Once the requirements are met, scientific validation should be a given. But, given the attack that Trump’s reactionary forces are subjecting science to, one would expect progressive forces to embrace it more enthusiastically. Unfortunately, this is only the case in one sector of progressivism, while the other is distrustful of any scientific affirmation that contradicts its principles and beliefs.

This mistrust is normal, because science is not perfect. There are conflicts of interest that have promoted harmful drugs in exchange for profit. There is bad science, with falsified data, the product of laziness, the desire for easy notoriety or bad faith. All of this exists.
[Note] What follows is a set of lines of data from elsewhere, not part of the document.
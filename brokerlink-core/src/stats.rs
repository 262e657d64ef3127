//! Bridge statistics.

use std::sync::atomic::{AtomicU64, Ordering};

use serde::{Deserialize, Serialize};

/// Point-in-time counters of a bridge.
#[derive(Debug, Clone, Default, PartialEq, Eq, Serialize, Deserialize)]
pub struct BridgeStats {
    /// Envelopes pushed into the inbound buffer.
    pub delivered: u64,
    /// Deliveries dropped because their body was not valid text.
    pub skipped: u64,
    /// Envelopes evicted from the inbound buffer by overflow.
    pub evicted: u64,
    /// Subscriber bindings to the default exchange that failed and were ignored.
    pub tolerated_bind_failures: u64,
    /// Listener tasks currently registered.
    pub listeners: usize,
    /// Envelopes waiting in the inbound buffer.
    pub buffered: usize,
}

impl BridgeStats {
    /// Serialize as a JSON value for logging.
    pub fn to_json(&self) -> serde_json::Value {
        serde_json::to_value(self).unwrap_or(serde_json::Value::Null)
    }
}

/// Live counters shared with listener tasks.
#[derive(Debug, Default)]
pub(crate) struct Counters {
    delivered: AtomicU64,
    skipped: AtomicU64,
    tolerated_bind_failures: AtomicU64,
}

impl Counters {
    pub(crate) fn record_delivered(&self) {
        self.delivered.fetch_add(1, Ordering::Relaxed);
    }

    pub(crate) fn record_skipped(&self) {
        self.skipped.fetch_add(1, Ordering::Relaxed);
    }

    pub(crate) fn record_tolerated_bind_failure(&self) {
        self.tolerated_bind_failures.fetch_add(1, Ordering::Relaxed);
    }

    pub(crate) fn delivered(&self) -> u64 {
        self.delivered.load(Ordering::Relaxed)
    }

    pub(crate) fn skipped(&self) -> u64 {
        self.skipped.load(Ordering::Relaxed)
    }

    pub(crate) fn tolerated_bind_failures(&self) -> u64 {
        self.tolerated_bind_failures.load(Ordering::Relaxed)
    }
}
But, for the moment, science is still the one with the best methods for discerning truth from falsehood, including the ability to detect its own frauds.

What a large part of the cooperation sector should accept is a possibility that I read years ago by a Bolivian author, but I’ve lost the reference: it is possible to be indigenous and modern. Or what the other Olúfémi Táíwò describes as a necessity in a book that I highly recommend: Africa must be modern: A manifesto.

Rejecting the benefits that science brings or pitting it against indigenous knowledge, instead of using it to discern the truth from the falsehood that the latter contributes, jeopardises the benefits of modernity. The same modernity that eradicates diseases, reduces infant mortality and improves state efficiency through evidence-based policies. Meanwhile, its detractors fly in aeroplanes designed by modern technology and allow themselves to be anaesthetised without qualms in surgical operations, which is nothing if not a contradiction.

Discernment is, in short, what we need. It is what the serpent offered Eve if she ate from the tree of knowledge, that it would allow us to distinguish good from evil. The promise could not be more tempting: we would be like gods.